Week 5: A Sensory Treasure Adventure

Ahoy me harties!

Another magical week on the Out to Play project. I wanted to send the classes of on their Easter holidays with a bang, so decided to create a pirate treasure hunt journey for them to revisit some of our learning over the weeks as well as introduce some nature connection exercises that explore our sensory experience of the natural world.

Treasure hunts are my favourite thing to make EVER. I get so much out of the process of working out the mechanics of the journeys and then creating worlds for people to inhabit and see how much they love it. It’s such a different substance to most performances, where audiences sit passively, judge their experience purely on what they witness and applaud when the curtain falls. With hunts, the more participants inhabit the imaginary adventure the more they get out of the experience, which is why children take to it so quickly.

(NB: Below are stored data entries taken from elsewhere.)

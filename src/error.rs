//! Ambient error types (SPEC_FULL.md §1.2).
//!
//! `ReturnCode` (spec.md §4.1) is deliberately *not* here: it is a normal
//! value returned from `Emulator::emulate`, not an error, since faulted
//! execution is an expected outcome of fault injection (spec.md §7).

use std::fmt;

/// Configuration errors (spec.md §7): missing timeout, halting points,
/// memory regions, or entry point. Surfaced at construction time and meant
/// to abort the run, never produced mid-exploration.
#[derive(Debug, Clone, PartialEq, Eq)]
pub enum ConfigError {
    NoEmulationTimeout,
    NoHaltingPoints,
    FlashRegionNotSet,
    RamRegionNotSet,
    NoEntryPoint,
}

impl fmt::Display for ConfigError {
    fn fmt(&self, f: &mut fmt::Formatter<'_>) -> fmt::Result {
        match self {
            ConfigError::NoEmulationTimeout => write!(f, "no emulation timeout specified"),
            ConfigError::NoHaltingPoints => write!(f, "no halting points specified"),
            ConfigError::FlashRegionNotSet => write!(f, "flash region not set"),
            ConfigError::RamRegionNotSet => write!(f, "RAM region not set"),
            ConfigError::NoEntryPoint => write!(f, "no entry point (PC) configured"),
        }
    }
}

impl std::error::Error for ConfigError {}

/// A memory or register access from client code (not from the executor
/// itself) that is plainly invalid (spec.md §4.1 "Failure semantics").
#[derive(Debug, Clone, Copy, PartialEq, Eq)]
pub enum MemoryAccessError {
    OutOfBounds { address: u32, len: u32 },
    NotReadable { address: u32 },
    NotWritable { address: u32 },
}

impl fmt::Display for MemoryAccessError {
    fn fmt(&self, f: &mut fmt::Formatter<'_>) -> fmt::Result {
        match self {
            MemoryAccessError::OutOfBounds { address, len } => {
                write!(f, "access of {len} bytes at {address:#010x} is out of bounds")
            }
            MemoryAccessError::NotReadable { address } => {
                write!(f, "address {address:#010x} is not readable")
            }
            MemoryAccessError::NotWritable { address } => {
                write!(f, "address {address:#010x} is not writable")
            }
        }
    }
}

impl std::error::Error for MemoryAccessError {}

/// An impossible outcome inside the explorer (spec.md §7 "Invariant
/// violations"), e.g. `emulate(end_address, _)` returning anything other
/// than `END_ADDRESS_REACHED`/`MAX_INSTRUCTIONS_REACHED`. These indicate a
/// bug in the explorer itself, not a faulted program.
#[derive(Debug, Clone, PartialEq, Eq)]
pub struct ExplorerError(pub String);

impl fmt::Display for ExplorerError {
    fn fmt(&self, f: &mut fmt::Formatter<'_>) -> fmt::Result {
        write!(f, "fault explorer invariant violated: {}", self.0)
    }
}

impl std::error::Error for ExplorerError {}
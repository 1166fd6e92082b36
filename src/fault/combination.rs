//! `FaultCombination`: an insertion-ordered multiset of faults with a
//! lazily-rebuilt sorted view (spec.md §4.3), grounded on
//! `examples/original_source/subprojects/armory/include/armory/fault_combination.h`
//! and `.../src/fault_combination.cpp`.

use super::{InstructionFault, RegisterFault};
use std::hash::{Hash, Hasher};

/// `boost::hash_combine`-equivalent mixing step, used so the combined hash
/// depends on order the way the original's `hash_combine` loop does.
fn hash_combine<T: Hash>(seed: &mut u64, value: &T) {
    let mut hasher = rustc_hash::FxHasher::default();
    value.hash(&mut hasher);
    let h = hasher.finish();
    *seed ^= h.wrapping_add(0x9e37_79b9_7f4a_7c15).wrapping_add(*seed << 6).wrapping_add(*seed >> 2);
}

/// A set of faults injected together into one emulation run.
///
/// Faults are stored in insertion order (the order the explorer injected
/// them), which is what `==` compares by: two combinations with the same
/// faults in a different order are *not* equal, matching spec.md §4.3's
/// "order-sensitive equality". A sorted view is cached for `includes` and
/// rebuilt only when the cache's length no longer matches the live vectors
/// (cheap staleness check rather than a dirty flag to invalidate on every
/// mutation path).
#[derive(Debug, Clone, Default)]
pub struct FaultCombination {
    instruction_faults: Vec<InstructionFault>,
    register_faults: Vec<RegisterFault>,
    sorted_cache: std::cell::RefCell<Option<(Vec<InstructionFault>, Vec<RegisterFault>)>>,
}

impl FaultCombination {
    pub fn new() -> FaultCombination {
        FaultCombination { instruction_faults: Vec::new(), register_faults: Vec::new(), sorted_cache: std::cell::RefCell::new(None) }
    }

    pub fn push_instruction_fault(&mut self, fault: InstructionFault) {
        self.instruction_faults.push(fault);
    }

    pub fn push_register_fault(&mut self, fault: RegisterFault) {
        self.register_faults.push(fault);
    }

    pub fn instruction_faults(&self) -> &[InstructionFault] {
        &self.instruction_faults
    }

    pub fn register_faults(&self) -> &[RegisterFault] {
        &self.register_faults
    }

    pub fn len(&self) -> usize {
        self.instruction_faults.len() + self.register_faults.len()
    }

    pub fn is_empty(&self) -> bool {
        self.len() == 0
    }

    fn sorted_view(&self) -> std::cell::Ref<'_, (Vec<InstructionFault>, Vec<RegisterFault>)> {
        let needs_rebuild = {
            let cache = self.sorted_cache.borrow();
            match &*cache {
                Some((i, r)) => i.len() != self.instruction_faults.len() || r.len() != self.register_faults.len(),
                None => true,
            }
        };
        if needs_rebuild {
            let mut instr = self.instruction_faults.clone();
            instr.sort();
            let mut regs = self.register_faults.clone();
            regs.sort();
            *self.sorted_cache.borrow_mut() = Some((instr, regs));
        }
        std::cell::Ref::map(self.sorted_cache.borrow(), |c| c.as_ref().unwrap())
    }

    /// Multiset-subsequence test (spec.md §4.3 `includes`): does `self`
    /// contain every fault in `other`, counting multiplicity, regardless
    /// of order? Used by the explorer's redundancy pruning to test whether
    /// an already-known-exploitable combination is a subset of the one
    /// about to be explored.
    pub fn includes(&self, other: &FaultCombination) -> bool {
        let self_sorted = self.sorted_view();
        let other_sorted = other.sorted_view();
        is_multiset_subset(&self_sorted.0, &other_sorted.0) && is_multiset_subset(&self_sorted.1, &other_sorted.1)
    }
}

fn is_multiset_subset<T: Ord + Copy>(haystack_sorted: &[T], needle_sorted: &[T]) -> bool {
    let mut h = haystack_sorted.iter().peekable();
    for n in needle_sorted {
        loop {
            match h.peek() {
                None => return false,
                Some(&&x) if x == *n => {
                    h.next();
                    break;
                }
                Some(&&x) if x < *n => {
                    h.next();
                }
                _ => return false,
            }
        }
    }
    true
}

impl PartialEq for FaultCombination {
    fn eq(&self, other: &Self) -> bool {
        self.instruction_faults == other.instruction_faults && self.register_faults == other.register_faults
    }
}
impl Eq for FaultCombination {}

impl Hash for FaultCombination {
    fn hash<H: Hasher>(&self, state: &mut H) {
        let mut seed = 0u64;
        for f in &self.instruction_faults {
            hash_combine(&mut seed, f);
        }
        for f in &self.register_faults {
            hash_combine(&mut seed, f);
        }
        seed.hash(state);
    }
}

#[cfg(test)]
mod tests {
    use super::*;

    fn instr(time: u64, address: u32) -> InstructionFault {
        InstructionFault { time, address, fault_model_iteration: 0, model_index: 0 }
    }

    #[test]
    fn equality_is_order_sensitive() {
        let mut a = FaultCombination::new();
        a.push_instruction_fault(instr(0, 0x1000));
        a.push_instruction_fault(instr(1, 0x1004));

        let mut b = FaultCombination::new();
        b.push_instruction_fault(instr(1, 0x1004));
        b.push_instruction_fault(instr(0, 0x1000));

        assert_ne!(a, b);
    }

    #[test]
    fn includes_ignores_order() {
        let mut big = FaultCombination::new();
        big.push_instruction_fault(instr(1, 0x1004));
        big.push_instruction_fault(instr(0, 0x1000));
        big.push_instruction_fault(instr(2, 0x1008));

        let mut small = FaultCombination::new();
        small.push_instruction_fault(instr(0, 0x1000));
        small.push_instruction_fault(instr(2, 0x1008));

        assert!(big.includes(&small));
        assert!(!small.includes(&big));
    }

    #[test]
    fn includes_respects_multiplicity() {
        let mut one = FaultCombination::new();
        one.push_instruction_fault(instr(0, 0x1000));

        let mut two = FaultCombination::new();
        two.push_instruction_fault(instr(0, 0x1000));
        two.push_instruction_fault(instr(0, 0x1000));

        assert!(!one.includes(&two));
        assert!(two.includes(&one));
    }
}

I feel we are hardwired for adventure. I see so many people come alive when given a magical mysterious challenge to navigate with the promise of treasure at the end! It’s such a great way of teaching too. Rearranging letters to decipher the next destination; discovering objects and then counting them using times tables; Answering challenging riddles that support logical deduction; collaborating and working as a team; engaging in physical exercise as they run between challenges; spending time outdoors and learning about natural processes. You can really shape treasure hunts to be about anything in the curriculum, and is much more fun than a quiz at the end of a topic. They have the opportunity to inhabit the learning and grow.

With younger primary groups I found that the best way to create a clear adventure is to lead them as a whole class through the clues one at a time, but with the older ones you can get them into smaller groups (3-5 works best) and give them each a different point to start on a ‘circular’ journey where they have to collect a letter of the alphabet written on each clue. When they have gathered all the letters they need to rearrange them to discover the final site for the treasure. I often choose this place to be back where the hunt began but which has somehow magically changed. This has a nice cyclical quality to it whilst mirroring natural processes of life, water, etc.

There are always coordination challenges with hunts, and this week was no exception. Blizzards, black ice, missing clues, overexcited children mixing them up… not to mention the fact that some of the hunt areas were also playgrounds which meant frantically running around clearing and then setting up as soon as the bells rang. After the first day the clues were all so soggy they were falling apart and impossible to read so I ended up having to laminate them to ensure they would last a week in Glasgow! This was met with a sarcastic “I never knew pirates had laminators” comment from a P7. It was actually very challenging to do without a co-conspirator and I’m certainly paying the price for all that frantic maze drawing and clue hiding now the week is over! The look on their faces when they discovered the treasure chest makes it all so worth it though.

I’ve learnt so much this last term, and I hope the classes have too. I will carry with me such special moments with each of the 250 children I have the privilege to spend time with these last few weeks, and I look forward to many more in next terms Out to Play adventures!